Objet : Notre premier objectif était d’évaluer la faisabilité de l’administration d’une combinaison de Doxil, une formulation de liposomes pégylés de doxorubicine, et de cisplatine et de déterminer la dose maximale tolérée de la combinaison. Un objectif secondaire était d’examiner le pic de Doxil et les niveaux plasmatiques post-injection de 7 jours aux différents niveaux de dose testés.
Méthodes : Des patients atteints de tumeurs solides avancées ont été traités toutes les 4 semaines avec du cisplatine le jour 1 et du Doxil le jour 2. Dans les trois premiers niveaux de dose, la dose de Doxil a été fixée à 40 mg/m(2), tandis que la dose de cisplatine a été augmentée de 40 à 50 et 60 mg/m(2). Aux quatrième et cinquième niveaux de dose, la dose de cisplatine a été fixée à 60 mg/m(2), tandis que la dose de Doxil a été augmentée à 50 et 60 mg/m(2). Les taux plasmatiques de Doxil (équivalent de la doxorubicine) ont été mesurés par un dosage par chromatographie liquide haute performance avec détection par fluorescence à 1 h et 7 jours après la perfusion de Doxil.
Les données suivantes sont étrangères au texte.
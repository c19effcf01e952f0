//! Core lifecycle and classification enums shared across the data layer,
//! the step functions, and the orchestrator.
//!
//! Every enum here is stored in SQLite as its snake_case string form, so
//! each carries an `as_str`/`parse` pair instead of relying on serde for
//! column round-trips.

use std::fmt;

use serde::{Deserialize, Serialize};

// ── Document lifecycle ──────────────────────────────────────────

/// Lifecycle state of a document row.
///
/// Happy path:
/// `pending → ocr_completed → classified → scored_classification →
/// summarized → scored_summary → filed → series_summarized → completed`.
///
/// The `*_in_progress`/`*_summarizing`/`*_scoring` variants are in-flight
/// sub-states that double as locks against concurrent steps. Any state may
/// move to `failed` once the retry budget is exhausted.
#[derive(Debug, Clone, Copy, PartialEq, Eq, Hash, Serialize, Deserialize)]
#[serde(rename_all = "snake_case")]
pub enum DocumentStatus {
    /// Registered by the inbox scanner, no work done yet.
    Pending,
    /// OCR adapter call in flight.
    OcrInProgress,
    /// Extracted text persisted.
    OcrCompleted,
    /// Document type and tags assigned.
    Classified,
    /// Background classification scoring finished.
    ScoredClassification,
    /// Generic structured extraction persisted.
    Summarized,
    /// Background summary scoring finished.
    ScoredSummary,
    /// Series detection and file assignment done.
    Filed,
    /// Series extraction in flight.
    SeriesSummarizing,
    /// Series-scoped structured extraction persisted.
    SeriesSummarized,
    /// Background series scoring in flight.
    SeriesScoring,
    /// Terminal: all required fields populated.
    Completed,
    /// Terminal: retries exhausted or fatal error.
    Failed,
}

impl DocumentStatus {
    /// Column value for this status.
    pub fn as_str(self) -> &'static str {
        match self {
            Self::Pending => "pending",
            Self::OcrInProgress => "ocr_in_progress",
            Self::OcrCompleted => "ocr_completed",
            Self::Classified => "classified",
            Self::ScoredClassification => "scored_classification",
            Self::Summarized => "summarized",
            Self::ScoredSummary => "scored_summary",
            Self::Filed => "filed",
            Self::SeriesSummarizing => "series_summarizing",
            Self::SeriesSummarized => "series_summarized",
            Self::SeriesScoring => "series_scoring",
            Self::Completed => "completed",
            Self::Failed => "failed",
        }
    }

    /// Parse a column value back into a status.
    pub fn parse(s: &str) -> Option<Self> {
        Some(match s {
            "pending" => Self::Pending,
            "ocr_in_progress" => Self::OcrInProgress,
            "ocr_completed" => Self::OcrCompleted,
            "classified" => Self::Classified,
            "scored_classification" => Self::ScoredClassification,
            "summarized" => Self::Summarized,
            "scored_summary" => Self::ScoredSummary,
            "filed" => Self::Filed,
            "series_summarizing" => Self::SeriesSummarizing,
            "series_summarized" => Self::SeriesSummarized,
            "series_scoring" => Self::SeriesScoring,
            "completed" => Self::Completed,
            "failed" => Self::Failed,
            _ => return None,
        })
    }

    /// Whether the document can make no further progress.
    pub fn is_terminal(self) -> bool {
        matches!(self, Self::Completed | Self::Failed)
    }

    /// Whether this is an in-flight sub-state eligible for stale recovery.
    pub fn is_in_flight(self) -> bool {
        matches!(
            self,
            Self::OcrInProgress | Self::SeriesSummarizing | Self::SeriesScoring
        )
    }

    /// The state a stale in-flight row is reset to during recovery.
    pub fn recovery_target(self) -> Option<Self> {
        match self {
            Self::OcrInProgress => Some(Self::Pending),
            Self::SeriesSummarizing => Some(Self::Filed),
            Self::SeriesScoring => Some(Self::SeriesSummarized),
            _ => None,
        }
    }
}

impl fmt::Display for DocumentStatus {
    fn fmt(&self, f: &mut fmt::Formatter<'_>) -> fmt::Result {
        f.write_str(self.as_str())
    }
}

// ── File lifecycle ──────────────────────────────────────────────

/// Lifecycle state of a file (tag-signature aggregation) row.
#[derive(Debug, Clone, Copy, PartialEq, Eq, Hash, Serialize, Deserialize)]
#[serde(rename_all = "snake_case")]
pub enum FileStatus {
    /// Created, summary never generated.
    Pending,
    /// First summary generation in flight.
    Generating,
    /// Summary current with membership.
    Generated,
    /// Membership changed since the last summary.
    Outdated,
    /// Re-summary in flight.
    Regenerating,
    /// Generation failed after retries.
    Failed,
}

impl FileStatus {
    /// Column value for this status.
    pub fn as_str(self) -> &'static str {
        match self {
            Self::Pending => "pending",
            Self::Generating => "generating",
            Self::Generated => "generated",
            Self::Outdated => "outdated",
            Self::Regenerating => "regenerating",
            Self::Failed => "failed",
        }
    }

    /// Parse a column value back into a status.
    pub fn parse(s: &str) -> Option<Self> {
        Some(match s {
            "pending" => Self::Pending,
            "generating" => Self::Generating,
            "generated" => Self::Generated,
            "outdated" => Self::Outdated,
            "regenerating" => Self::Regenerating,
            "failed" => Self::Failed,
            _ => return None,
        })
    }

    /// Whether this is an in-flight state eligible for stale recovery.
    pub fn is_in_flight(self) -> bool {
        matches!(self, Self::Generating | Self::Regenerating)
    }

    /// The state a stale in-flight row is reset to during recovery.
    pub fn recovery_target(self) -> Option<Self> {
        match self {
            Self::Generating => Some(Self::Pending),
            Self::Regenerating => Some(Self::Outdated),
            _ => None,
        }
    }
}

impl fmt::Display for FileStatus {
    fn fmt(&self, f: &mut fmt::Formatter<'_>) -> fmt::Result {
        f.write_str(self.as_str())
    }
}

// ── Prompts ─────────────────────────────────────────────────────

/// The role a versioned prompt plays in the pipeline.
///
/// For `SeriesSummarizer` rows the `document_type` column holds the series
/// id as a string; for every other kind it holds a document type (or the
/// empty string for type-independent prompts).
#[derive(Debug, Clone, Copy, PartialEq, Eq, Hash, Serialize, Deserialize)]
#[serde(rename_all = "snake_case")]
pub enum PromptKind {
    /// Assigns a document type and tags.
    Classifier,
    /// Generic structured extraction per document type.
    Summarizer,
    /// Series-scoped extraction pinned to one series.
    SeriesSummarizer,
    /// Aggregated file summary (static, never evolves).
    FileSummarizer,
    /// Detects which series a document belongs to.
    SeriesDetector,
}

impl PromptKind {
    /// Column value for this kind.
    pub fn as_str(self) -> &'static str {
        match self {
            Self::Classifier => "classifier",
            Self::Summarizer => "summarizer",
            Self::SeriesSummarizer => "series_summarizer",
            Self::FileSummarizer => "file_summarizer",
            Self::SeriesDetector => "series_detector",
        }
    }

    /// Parse a column value back into a kind.
    pub fn parse(s: &str) -> Option<Self> {
        Some(match s {
            "classifier" => Self::Classifier,
            "summarizer" => Self::Summarizer,
            "series_summarizer" => Self::SeriesSummarizer,
            "file_summarizer" => Self::FileSummarizer,
            "series_detector" => Self::SeriesDetector,
            _ => return None,
        })
    }
}

impl fmt::Display for PromptKind {
    fn fmt(&self, f: &mut fmt::Formatter<'_>) -> fmt::Result {
        f.write_str(self.as_str())
    }
}

// ── Extraction method ───────────────────────────────────────────

/// Which extraction(s) populated a document's structured data.
#[derive(Debug, Clone, Copy, PartialEq, Eq, Serialize, Deserialize)]
#[serde(rename_all = "lowercase")]
pub enum ExtractionMethod {
    /// Only the generic summarizer ran.
    Generic,
    /// Only the series prompt ran.
    Series,
    /// Both extractions are present.
    Both,
}

impl ExtractionMethod {
    /// Column value for this method.
    pub fn as_str(self) -> &'static str {
        match self {
            Self::Generic => "generic",
            Self::Series => "series",
            Self::Both => "both",
        }
    }

    /// Parse a column value back into a method.
    pub fn parse(s: &str) -> Option<Self> {
        Some(match s {
            "generic" => Self::Generic,
            "series" => Self::Series,
            "both" => Self::Both,
            _ => return None,
        })
    }
}

// ── Tags ────────────────────────────────────────────────────────

/// Who created a tag.
#[derive(Debug, Clone, Copy, PartialEq, Eq, Serialize, Deserialize)]
#[serde(rename_all = "lowercase")]
pub enum TagOrigin {
    /// Supplied by the user in inbox metadata.
    User,
    /// Suggested by the classifier LLM.
    Llm,
    /// Derived by a pipeline rule (auto-tag, series canonical tag).
    System,
}

impl TagOrigin {
    /// Column value for this origin.
    pub fn as_str(self) -> &'static str {
        match self {
            Self::User => "user",
            Self::Llm => "llm",
            Self::System => "system",
        }
    }
}

// ── Event log ───────────────────────────────────────────────────

/// Category of an append-only event row.
#[derive(Debug, Clone, Copy, PartialEq, Eq, Serialize, Deserialize)]
#[serde(rename_all = "snake_case")]
pub enum EventCategory {
    /// Document or file status transitions.
    Lifecycle,
    /// One row per LLM adapter call, with token counts and latency.
    LlmRequest,
    /// Advisory lock operations.
    Lock,
    /// Inbox scanning and registration.
    Inbox,
    /// Stale-work recovery actions.
    Recovery,
    /// Background quality scoring.
    Scoring,
    /// Prompt version evolution.
    Evolution,
    /// Series regeneration sweeps.
    Regeneration,
    /// Errors from any step.
    Error,
}

impl EventCategory {
    /// Column value for this category.
    pub fn as_str(self) -> &'static str {
        match self {
            Self::Lifecycle => "lifecycle",
            Self::LlmRequest => "llm_request",
            Self::Lock => "lock",
            Self::Inbox => "inbox",
            Self::Recovery => "recovery",
            Self::Scoring => "scoring",
            Self::Evolution => "evolution",
            Self::Regeneration => "regeneration",
            Self::Error => "error",
        }
    }

    /// Parse a column value back into a category.
    pub fn parse(s: &str) -> Option<Self> {
        Some(match s {
            "lifecycle" => Self::Lifecycle,
            "llm_request" => Self::LlmRequest,
            "lock" => Self::Lock,
            "inbox" => Self::Inbox,
            "recovery" => Self::Recovery,
            "scoring" => Self::Scoring,
            "evolution" => Self::Evolution,
            "regeneration" => Self::Regeneration,
            "error" => Self::Error,
            _ => return None,
        })
    }
}

impl fmt::Display for EventCategory {
    fn fmt(&self, f: &mut fmt::Formatter<'_>) -> fmt::Result {
        f.write_str(self.as_str())
    }
}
Résultats : Vingt-six patients ont participé à l’étude. Vingt-quatre patients ont complété un minimum de 2 cures et ont été entièrement évaluables pour la toxicité et l’efficacité. Dix-huit patients avaient reçu une chimiothérapie antérieure, dont 11 avec des schémas contenant des anthracyclines. Au total, 177 traitements ont été administrés dans le cadre de l’étude. Chez 12 patients, le cisplatine a été interrompu après 1 à 13 cures, et le Doxil a été poursuivi seul pendant 1 à 22 cures. Tous les autres patients ont reçu les deux médicaments jusqu’à l’arrêt du traitement. Les toxicités limitant la dose étaient la neutropénie et la mucosite. Une neutropénie de grade 4 a été observée chez 3 patients (dont un avec une fièvre neutropénique) aux niveaux de dose 4 et 5. Une mucosite de grade 3 a été observée chez 4 patients aux niveaux de dose 3, 4 et 5. En revanche, la manifestation d’érythrodysesthésie palmo-plantaire la plus sévère a été de grade 2 chez un seul patient. Les réponses tumorales comprenaient sept réponses partielles, dont trois chez des patients atteints de cancer de l’ovaire. Chez quatre des sept répondeurs, le délai avant la progression de la maladie était supérieur à 1 an. Les taux de Doxil 1-h (équivalent C(max)) ont été évalués chez 20 patients. La C(max) moyenne de Doxil (mg/l de plasma) a augmenté progressivement avec l’augmentation de la dose, passant de 14,7 +/- 1,9 pour 40 mg/m(2), à 17,3 +/- 3,0 pour 50 mg/m(2), et 23,3 +/- 5,5 pour 60 mg/m(2). La C(max) de 60 mg/m(2) était similaire aux données obtenues dans des études cliniques parallèles menées dans notre établissement avec du Doxil en monothérapie à 60 mg/m(2). Cependant, les taux de Doxil à 7 jours après la perfusion étaient significativement plus faibles chez les patients recevant l’association Doxil-cisplatine que chez ceux recevant le Doxil en monothérapie.
Conclusion : Le Doxil peut être administré à la dose maximale tolérée complète (50 mg/m(2) toutes les 4 semaines) en association avec 60 mg/m(2) de cisplatine, sans preuve de toxicités majeures superposées. L’incidence et la sévérité de l’érythrodysesthésie palmo-plantaire semblent être diminuées, en comparaison avec les données disponibles pour le Doxil en monothérapie. Les données de concentration plasmatique indiquent une accélération de la clairance du Doxil lorsqu’il est administré après le cisplatine.